WHAT YOU ARE ASKED TO DO: Write the data below out in full, exactly as it stands.
------ PROVIDED DATA
//! Freeze engine: pin revisions, mirror the lodge into the dam and persist.
//!
//! ## Process
//!
//! 1.  **Resolve**: every git entry's checkout is asked for its current
//!     commit, which becomes the entry's new `version` (or a tag pointing at
//!     that commit, with `prefer_tags`; a pinned tag that still points there
//!     is kept).
//!
//! 2.  **Mirror**: in depth order, each entry's lodge subtree replaces the
//!     matching dam subtree, without any `.git` metadata. Dam content that no
//!     entry covers any more is pruned.
//!
//! 3.  **Hooks**: each entry's `post_freeze` commands run in its dam subtree.
//!
//! 4.  **Persist**: only once all of the above succeeded, the rewritten
//!     manifest is saved and `dam/` plus the `Castorfile` are staged in the
//!     outer repository.

use std::fs;

use log::{debug, info, warn};

use crate::error::{Result, Step};
use crate::hooks::{self, Phase};
use crate::locator::{Workspace, DAM_DIR};
use crate::manifest::{Manifest, Source, MANIFEST_FILE};
use crate::mirror;
use crate::source::{self, SourceProvider};

/// Options for [`freeze`].
#[derive(Debug, Clone, Copy)]
pub struct FreezeOptions {
    /// Record a tag pointing at the checked-out commit instead of the commit
    /// id, when there is one.
    pub prefer_tags: bool,
    /// Stage `dam/` and the `Castorfile` in the outer repository.
    pub stage: bool,
}

impl Default for FreezeOptions {
    fn default() -> Self {
        Self {
            prefer_tags: false,
            stage: true,
        }
    }
}

/// Version change of one git entry.
#[derive(Debug, Clone, PartialEq, Eq)]
pub struct FrozenEntry {
    pub target: String,
    pub old_version: String,
    pub new_version: String,
}

impl FrozenEntry {
    pub fn changed(&self) -> bool {
        self.old_version != self.new_version
    }
}

/// Summary of a [`freeze`] run.
#[derive(Debug, Clone, Default, PartialEq, Eq)]
pub struct FreezeReport {
    /// Git entries, in depth order.
    pub entries: Vec<FrozenEntry>,
    /// Number of entries mirrored into the dam.
    pub mirrored: usize,
    pub staged: bool,
}

/// Freeze the lodge described by `manifest` into the dam.
///
/// `manifest` is updated in memory with the resolved versions; it is written
/// to disk only when every step succeeded.
pub fn freeze(
    workspace: &Workspace,
    manifest: &mut Manifest,
    provider: &SourceProvider,
    options: &FreezeOptions,
) -> Result<FreezeReport> {
    let order = manifest.ordered_indices();
    let targets: Vec<String> = order
        .iter()
        .map(|&i| manifest.entries[i].target.clone())
        .collect();
    let mut report = FreezeReport::default();

    // Resolve
    let mut resolved: Vec<(usize, String)> = Vec::new();
    for &i in &order {
        let entry = &manifest.entries[i];
        let version = match &entry.source {
            Source::Git { version, .. } => version,
            Source::File { .. } => continue,
        };
        let new_version =
            resolve_entry(workspace, &entry.target, version, &targets, provider, options)
                .map_err(|e| e.for_entry(&entry.target, Step::Resolve))?;

        report.entries.push(FrozenEntry {
            target: entry.target.clone(),
            old_version: version.clone(),
            new_version: new_version.clone(),
        });
        resolved.push((i, new_version));
    }

    // Mirror
    fs::create_dir_all(&workspace.dam)?;
    for &i in &order {
        let entry = &manifest.entries[i];
        debug!("Mirroring {}", entry.target);
        mirror::mirror(
            &workspace.lodge_path(&entry.target),
            &workspace.dam_path(&entry.target),
        )
        .map_err(|e| e.for_entry(&entry.target, Step::Mirror))?;
        report.mirrored += 1;
    }
    let covered: Vec<&str> = targets.iter().map(String::as_str).collect();
    mirror::prune(&workspace.dam, &covered)?;

    // Hooks
    for &i in &order {
        let entry = &manifest.entries[i];
        let subtree = workspace.dam_path(&entry.target);
        hooks::run_for_entry(entry, &subtree, &workspace.root, Phase::Freeze)
            .map_err(|e| e.for_entry(&entry.target, Step::Hook))?;
    }

    // Persist
    for (i, new_version) in resolved {
        if let Source::Git { version, .. } = &mut manifest.entries[i].source {
            *version = new_version;
        }
    }
    manifest.save(&workspace.manifest_path)?;
    info!("Saved {}", workspace.manifest_path.display());

    if options.stage {
        stage(workspace, provider)?;
        report.staged = true;
    }

    Ok(report)
}

/// The version to record for the git entry at `target`.
///
/// With `prefer_tags`, a `current` version that is already a tag at the
/// checked-out commit is kept as is.
fn resolve_entry(
    workspace: &Workspace,
    target: &str,
    current: &str,
    targets: &[String],
    provider: &SourceProvider,
    options: &FreezeOptions,
) -> Result<String> {
    let checkout = workspace.lodge_path(target);
    let commit = provider.current_revision(&checkout)?;

    let overlays = source::overlay_paths(target, targets.iter().map(String::as_str));
    let local: Vec<String> = provider
        .local_modifications(&checkout)?
        .into_iter()
        .filter(|p| !source::is_overlaid(p, &overlays))
        .collect();
    if !local.is_empty() {
        warn!(
            "{} has local modifications ({}), which {} does not include",
            checkout.display(),
            local.join(", "),
            commit
        );
    }

    if options.prefer_tags {
        let tags = provider.git().tags_at(&checkout, &commit)?;
        if tags.iter().any(|t| t == current) {
            return Ok(current.to_string());
        }
        if let Some(tag) = tags.into_iter().next() {
            debug!("{} is tagged {}", commit, tag);
            return Ok(tag);
        }
    }
    Ok(commit)
}

fn stage(workspace: &Workspace, provider: &SourceProvider) -> Result<()> {
    let git = provider.git();
    let dam_has_content = fs::read_dir(&workspace.dam)
        .map(|mut entries| entries.next().is_some())
        .unwrap_or(false);

    let mut paths = vec![MANIFEST_FILE];
    if dam_has_content || git.tracks(&workspace.root, DAM_DIR)? {
        paths.insert(0, DAM_DIR);
    }
    info!("Staging {}", paths.join(" "));
    git.stage(&workspace.root, &paths)
}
------------
RESPONSE FOR THIS EXERCISE:
//! Freeze engine: pin revisions, mirror the lodge into the dam and persist.
//!
//! ## Process
//!
//! 1.  **Resolve**: every git entry's checkout is asked for its current
//!     commit, which becomes the entry's new `version` (or a tag pointing at
//!     that commit, with `prefer_tags`; a pinned tag that still points there
//!     is kept).
//!
//! 2.  **Mirror**: in depth order, each entry's lodge subtree replaces the
//!     matching dam subtree, without any `.git` metadata. Dam content that no
//!     entry covers any more is pruned.
//!
//! 3.  **Hooks**: each entry's `post_freeze` commands run in its dam subtree.
//!
//! 4.  **Persist**: only once all of the above succeeded, the rewritten
//!     manifest is saved and `dam/` plus the `Castorfile` are staged in the
//!     outer repository.

use std::fs;

use log::{debug, info, warn};

use crate::error::{Result, Step};
use crate::hooks::{self, Phase};
use crate::locator::{Workspace, DAM_DIR};
use crate::manifest::{Manifest, Source, MANIFEST_FILE};
use crate::mirror;
use crate::source::{self, SourceProvider};

/// Options for [`freeze`].
#[derive(Debug, Clone, Copy)]
pub struct FreezeOptions {
    /// Record a tag pointing at the checked-out commit instead of the commit
    /// id, when there is one.
    pub prefer_tags: bool,
    /// Stage `dam/` and the `Castorfile` in the outer repository.
    pub stage: bool,
}

impl Default for FreezeOptions {
    fn default() -> Self {
        Self {
            prefer_tags: false,
            stage: true,
        }
    }
}

/// Version change of one git entry.
#[derive(Debug, Clone, PartialEq, Eq)]
pub struct FrozenEntry {
    pub target: String,
    pub old_version: String,
    pub new_version: String,
}

impl FrozenEntry {
    pub fn changed(&self) -> bool {
        self.old_version != self.new_version
    }
}

/// Summary of a [`freeze`] run.
#[derive(Debug, Clone, Default, PartialEq, Eq)]
pub struct FreezeReport {
    /// Git entries, in depth order.
    pub entries: Vec<FrozenEntry>,
    /// Number of entries mirrored into the dam.
    pub mirrored: usize,
    pub staged: bool,
}

/// Freeze the lodge described by `manifest` into the dam.
///
/// `manifest` is updated in memory with the resolved versions; it is written
/// to disk only when every step succeeded.
pub fn freeze(
    workspace: &Workspace,
    manifest: &mut Manifest,
    provider: &SourceProvider,
    options: &FreezeOptions,
) -> Result<FreezeReport> {
    let order = manifest.ordered_indices();
    let targets: Vec<String> = order
        .iter()
        .map(|&i| manifest.entries[i].target.clone())
        .collect();
    let mut report = FreezeReport::default();

    // Resolve
    let mut resolved: Vec<(usize, String)> = Vec::new();
    for &i in &order {
        let entry = &manifest.entries[i];
        let version = match &entry.source {
            Source::Git { version, .. } => version,
            Source::File { .. } => continue,
        };
        let new_version =
            resolve_entry(workspace, &entry.target, version, &targets, provider, options)
                .map_err(|e| e.for_entry(&entry.target, Step::Resolve))?;

        report.entries.push(FrozenEntry {
            target: entry.target.clone(),
            old_version: version.clone(),
            new_version: new_version.clone(),
        });
        resolved.push((i, new_version));
    }

    // Mirror
    fs::create_dir_all(&workspace.dam)?;
    for &i in &order {
        let entry = &manifest.entries[i];
        debug!("Mirroring {}", entry.target);
        mirror::mirror(
            &workspace.lodge_path(&entry.target),
            &workspace.dam_path(&entry.target),
        )
        .map_err(|e| e.for_entry(&entry.target, Step::Mirror))?;
        report.mirrored += 1;
    }
    let covered: Vec<&str> = targets.iter().map(String::as_str).collect();
    mirror::prune(&workspace.dam, &covered)?;

    // Hooks
    for &i in &order {
        let entry = &manifest.entries[i];
        let subtree = workspace.dam_path(&entry.target);
        hooks::run_for_entry(entry, &subtree, &workspace.root, Phase::Freeze)
            .map_err(|e| e.for_entry(&entry.target, Step::Hook))?;
    }

    // Persist
    for (i, new_version) in resolved {
        if let Source::Git { version, .. } = &mut manifest.entries[i].source {
            *version = new_version;
        }
    }
    manifest.save(&workspace.manifest_path)?;
    info!("Saved {}", workspace.manifest_path.display());

    if options.stage {
        stage(workspace, provider)?;
        report.staged = true;
    }

    Ok(report)
}

/// The version to record for the git entry at `target`.
///
/// With `prefer_tags`, a `current` version that is already a tag at the
/// checked-out commit is kept as is.
fn resolve_entry(
    workspace: &Workspace,
    target: &str,
    current: &str,
    targets: &[String],
    provider: &SourceProvider,
    options: &FreezeOptions,
) -> Result<String> {
    let checkout = workspace.lodge_path(target);
    let commit = provider.current_revision(&checkout)?;

    let overlays = source::overlay_paths(target, targets.iter().map(String::as_str));
    let local: Vec<String> = provider
        .local_modifications(&checkout)?
        .into_iter()
        .filter(|p| !source::is_overlaid(p, &overlays))
        .collect();
    if !local.is_empty() {
        warn!(
            "{} has local modifications ({}), which {} does not include",
            checkout.display(),
            local.join(", "),
            commit
        );
    }

    if options.prefer_tags {
        let tags = provider.git().tags_at(&checkout, &commit)?;
        if tags.iter().any(|t| t == current) {
            return Ok(current.to_string());
        }
        if let Some(tag) = tags.into_iter().next() {
            debug!("{} is tagged {}", commit, tag);
            return Ok(tag);
        }
    }
    Ok(commit)
}

fn stage(workspace: &Workspace, provider: &SourceProvider) -> Result<()> {
    let git = provider.git();
    let dam_has_content = fs::read_dir(&workspace.dam)
        .map(|mut entries| entries.next().is_some())
        .unwrap_or(false);

    let mut paths = vec![MANIFEST_FILE];
    if dam_has_content || git.tracks(&workspace.root, DAM_DIR)? {
        paths.insert(0, DAM_DIR);
    }
    info!("Staging {}", paths.join(" "));
    git.stage(&workspace.root, &paths)
}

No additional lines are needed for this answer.